**Brief**. Report how many lines of the data contain the string "motives". Add nothing.

**Records from a data collection**.
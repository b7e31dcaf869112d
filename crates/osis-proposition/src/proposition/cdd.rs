//! Faculty (CDD) decision transitions.
//!
//! SIC hands the proposition to the doctoral committee, which records
//! its acceptance details or refusal motives, then approves or refuses.
//! Either decision returns the file to SIC (`RETOUR_DE_FAC`) and sets the
//! `decision_cdd` tab in the same step.

use osis_checklist::{ChoixStatutChecklist, OngletChecklist};

use crate::enums::ChoixStatutPropositionDoctorale;
use crate::exceptions::TransitionError;
use crate::valeurs::{
    ComplementFormationIdentity, ConditionComplementaireIdentity, ConditionComplementaireLibre,
    MotifRefusIdentity, TitreAccesSelectionnable,
};
use crate::validator::{
    ApprouverParCddValidatorList, EnvoyerACddValidatorList, RefuserParCddValidatorList,
    SpecifierInformationsAcceptationCddValidatorList,
    SpecifierInformationsDecisionCddValidatorList,
};

use super::{statut_onglet, valider, Proposition};

/// Acceptance details recorded before an approval.
#[derive(Debug, Clone, Default, PartialEq, Eq)]
pub struct InformationsAcceptation {
    pub avec_conditions_complementaires: Option<bool>,
    pub conditions_complementaires_existantes: Vec<ConditionComplementaireIdentity>,
    pub conditions_complementaires_libres: Vec<ConditionComplementaireLibre>,
    pub avec_complements_formation: Option<bool>,
    pub complements_formation: Vec<ComplementFormationIdentity>,
    pub commentaire_complements_formation: String,
    pub nombre_annees_prevoir_programme: Option<u8>,
    pub nom_personne_contact_programme_annuel: String,
    pub email_personne_contact_programme_annuel: String,
    pub commentaire_programme_conjoint: String,
}

impl Proposition {
    pub(crate) fn appliquer_acceptation(&mut self, infos: InformationsAcceptation) {
        self.avec_conditions_complementaires = infos.avec_conditions_complementaires;
        self.conditions_complementaires_existantes = infos.conditions_complementaires_existantes;
        self.conditions_complementaires_libres = infos.conditions_complementaires_libres;
        self.avec_complements_formation = infos.avec_complements_formation;
        self.complements_formation = infos.complements_formation;
        self.commentaire_complements_formation = infos.commentaire_complements_formation;
        self.nombre_annees_prevoir_programme = infos.nombre_annees_prevoir_programme;
        self.nom_personne_contact_programme_annuel = infos.nom_personne_contact_programme_annuel;
        self.email_personne_contact_programme_annuel = infos.email_personne_contact_programme_annuel;
        self.commentaire_programme_conjoint = infos.commentaire_programme_conjoint;
    }

    /// SIC sends the proposition to the faculty for a decision.
    pub fn envoyer_a_cdd_pour_decision(&mut self, auteur: &str) -> Result<(), TransitionError> {
        valider(&EnvoyerACddValidatorList { statut: self.statut })?;

        self.statut = ChoixStatutPropositionDoctorale::TraitementFac;
        self.checklist_actuelle.decision_cdd = statut_onglet(
            OngletChecklist::DecisionCdd,
            "A_TRAITER",
            ChoixStatutChecklist::InitialCandidat,
        );
        self.auteur_derniere_modification = auteur.to_string();
        Ok(())
    }

    /// Record the faculty's acceptance details, without deciding yet.
    pub fn specifier_informations_acceptation_par_cdd(
        &mut self,
        auteur: &str,
        infos: InformationsAcceptation,
    ) -> Result<(), TransitionError> {
        valider(&SpecifierInformationsAcceptationCddValidatorList {
            statut: self.statut,
            avec_complements_formation: infos.avec_complements_formation,
            complements_formation: &infos.complements_formation,
            commentaire_complements_formation: &infos.commentaire_complements_formation,
        })?;

        self.appliquer_acceptation(infos);
        self.auteur_derniere_modification = auteur.to_string();
        Ok(())
    }

    /// Record the faculty's refusal motives and flag the decision tab.
    pub fn specifier_motifs_refus_par_cdd(
        &mut self,
        auteur: &str,
        motifs_refus: Vec<MotifRefusIdentity>,
        autres_motifs_refus: Vec<String>,
    ) -> Result<(), TransitionError> {
        valider(&SpecifierInformationsDecisionCddValidatorList { statut: self.statut })?;

        self.motifs_refus = motifs_refus;
        self.autres_motifs_refus = autres_motifs_refus;
        self.checklist_actuelle.decision_cdd = statut_onglet(
            OngletChecklist::DecisionCdd,
            "REFUS",
            ChoixStatutChecklist::GestBlocage,
        );
        self.auteur_derniere_modification = auteur.to_string();
        Ok(())
    }

    /// The faculty approves, using the acceptance details recorded earlier.
    pub fn approuver_par_cdd(
        &mut self,
        auteur: &str,
        titres_selectionnes: &[TitreAccesSelectionnable],
    ) -> Result<(), TransitionError> {
        valider(&ApprouverParCddValidatorList {
            statut: self.statut,
            checklist_actuelle: &self.checklist_actuelle,
            titres_selectionnes,
            avec_conditions_complementaires: self.avec_conditions_complementaires,
            conditions_complementaires_existantes: &self.conditions_complementaires_existantes,
            conditions_complementaires_libres: &self.conditions_complementaires_libres,
            nombre_annees_prevoir_programme: self.nombre_annees_prevoir_programme,
            avec_complements_formation: self.avec_complements_formation,
            complements_formation: &self.complements_formation,
            commentaire_complements_formation: &self.commentaire_complements_formation,
        })?;

        self.statut = ChoixStatutPropositionDoctorale::RetourDeFac;
        self.checklist_actuelle.decision_cdd = statut_onglet(
            OngletChecklist::DecisionCdd,
            "ACCORD",
            ChoixStatutChecklist::GestReussite,
        );
        self.auteur_derniere_modification = auteur.to_string();
        Ok(())
    }

    /// The faculty refuses, using the motives recorded earlier.
    pub fn refuser_par_cdd(
        &mut self,
        auteur: &str,
        titres_selectionnes: &[TitreAccesSelectionnable],
    ) -> Result<(), TransitionError> {
        valider(&RefuserParCddValidatorList {
            statut: self.statut,
            checklist_actuelle: &self.checklist_actuelle,
            titres_selectionnes,
            motifs_refus: &self.motifs_refus,
            autres_motifs_refus: &self.autres_motifs_refus,
        })?;

        self.statut = ChoixStatutPropositionDoctorale::RetourDeFac;
        self.checklist_actuelle.decision_cdd = statut_onglet(
            OngletChecklist::DecisionCdd,
            "REFUS",
            ChoixStatutChecklist::GestBlocage,
        );
        self.auteur_derniere_modification = auteur.to_string();
        Ok(())
    }
}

**Result of this exercise**. 3